Mr. Yildiz was killed 16 months ago, the victim of what sociologists say is the first gay honor killing in Turkey to surface publicly. He was shot five times as he left his apartment to buy ice cream. A witness said dozens of neighbors watched the killing from their windows, but refused to come forward. His body remained unclaimed by his family, a grievous fate under Muslim custom.
His father, Yahya Yildiz, whose trial in absentia began in September, is on the run and believed to be hiding in northern Iraq.
The case, which has caused a bout of national soul-searching, has underlined the tensions between the secular modern Turkey of cross-dressing pop stars and a more traditionalist Turkey, in which conservative Islam increasingly holds sway.
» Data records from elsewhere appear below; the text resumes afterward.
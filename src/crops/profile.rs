//! Crop Profile definition
//!
//! Agronomic parameters for a single crop: optimal temperature and rainfall
//! windows, growing season length, expected yield range and the diseases and
//! pests it is known for.

use serde::Serialize;

/// Closed interval used for optimal-condition and yield ranges.
///
/// Every range in the reference table satisfies `min < max`.
#[derive(Debug, Clone, Copy, PartialEq, Serialize)]
pub struct Range {
    pub min: f64,
    pub max: f64,
}

impl Range {
    pub const fn new(min: f64, max: f64) -> Self {
        Self { min, max }
    }

    /// Inclusive on both ends
    pub fn contains(&self, value: f64) -> bool {
        value >= self.min && value <= self.max
    }

    pub fn midpoint(&self) -> f64 {
        (self.min + self.max) / 2.0
    }

    /// Format for display, e.g. `15-25°C` or `2.5-4.0 tons/acre`
    pub fn format(&self, precision: usize, unit: &str) -> String {
        format!("{:.*}-{:.*}{}", precision, self.min, precision, self.max, unit)
    }
}

/// Static agronomic reference data for one crop.
#[derive(Debug, Clone)]
pub struct CropProfile {
    /// Lowercase lookup key (e.g., "wheat")
    pub id: &'static str,

    /// Display name (e.g., "Wheat")
    pub name: &'static str,

    /// Temperature window (°C) under which the temperature factor is 1.0
    pub optimal_temp: Range,

    /// Seasonal rainfall window (mm) under which the rainfall factor is 1.0
    pub optimal_rainfall: Range,

    pub growth_period_days: u32,

    /// Expected yield (tons/acre); its midpoint is the base estimate
    pub yield_range: Range,

    pub diseases: &'static [&'static str],
    pub pests: &'static [&'static str],
}

impl CropProfile {
    pub fn temperature_label(&self) -> String {
        self.optimal_temp.format(0, "°C")
    }

    pub fn rainfall_label(&self) -> String {
        self.optimal_rainfall.format(0, "mm")
    }

    pub fn yield_label(&self) -> String {
        self.yield_range.format(1, " tons/acre")
    }

    /// Listing entry with ranges pre-formatted as strings
    pub fn summary(&self) -> CropSummary {
        CropSummary {
            id: self.id,
            name: self.name,
            optimal_temperature: self.temperature_label(),
            optimal_rainfall: self.rainfall_label(),
            growth_period: format!("{} days", self.growth_period_days),
            yield_range: self.yield_label(),
        }
    }

    /// Summary plus the raw ranges and the known diseases and pests
    pub fn detail(&self) -> CropDetail {
        CropDetail {
            summary: self.summary(),
            optimal_temp: self.optimal_temp,
            optimal_rainfall: self.optimal_rainfall,
            growth_period_days: self.growth_period_days,
            yield_bounds: self.yield_range,
            diseases: self.diseases.to_vec(),
            pests: self.pests.to_vec(),
        }
    }
}

/// One row of the crop listing
#[derive(Debug, Clone, PartialEq, Serialize)]
pub struct CropSummary {
    pub id: &'static str,
    pub name: &'static str,
    pub optimal_temperature: String,
    pub optimal_rainfall: String,
    pub growth_period: String,
    pub yield_range: String,
}

#[derive(Debug, Clone, PartialEq, Serialize)]
pub struct CropDetail {
    #[serde(flatten)]
    pub summary: CropSummary,
    pub optimal_temp: Range,
    pub optimal_rainfall: Range,
    pub growth_period_days: u32,
    pub yield_bounds: Range,
    pub diseases: Vec<&'static str>,
    pub pests: Vec<&'static str>,
}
Ahmet Kaya, Ahmet Yildiz's cousin, said Mr. Yildiz was the only son of a deeply religious and wealthy Kurdish family from Sanliurfa, in the predominantly Kurdish southeast.
Mr. Kaya said Mr. Yildiz, a straight-A physics student who had hoped to become a teacher, was tutoring fellow students so he could make extra money to live independently. But by coming out as gay in a patriarchal tribal family, he had become the ultimate affront to both religious and filial honor, even with parents who adored him.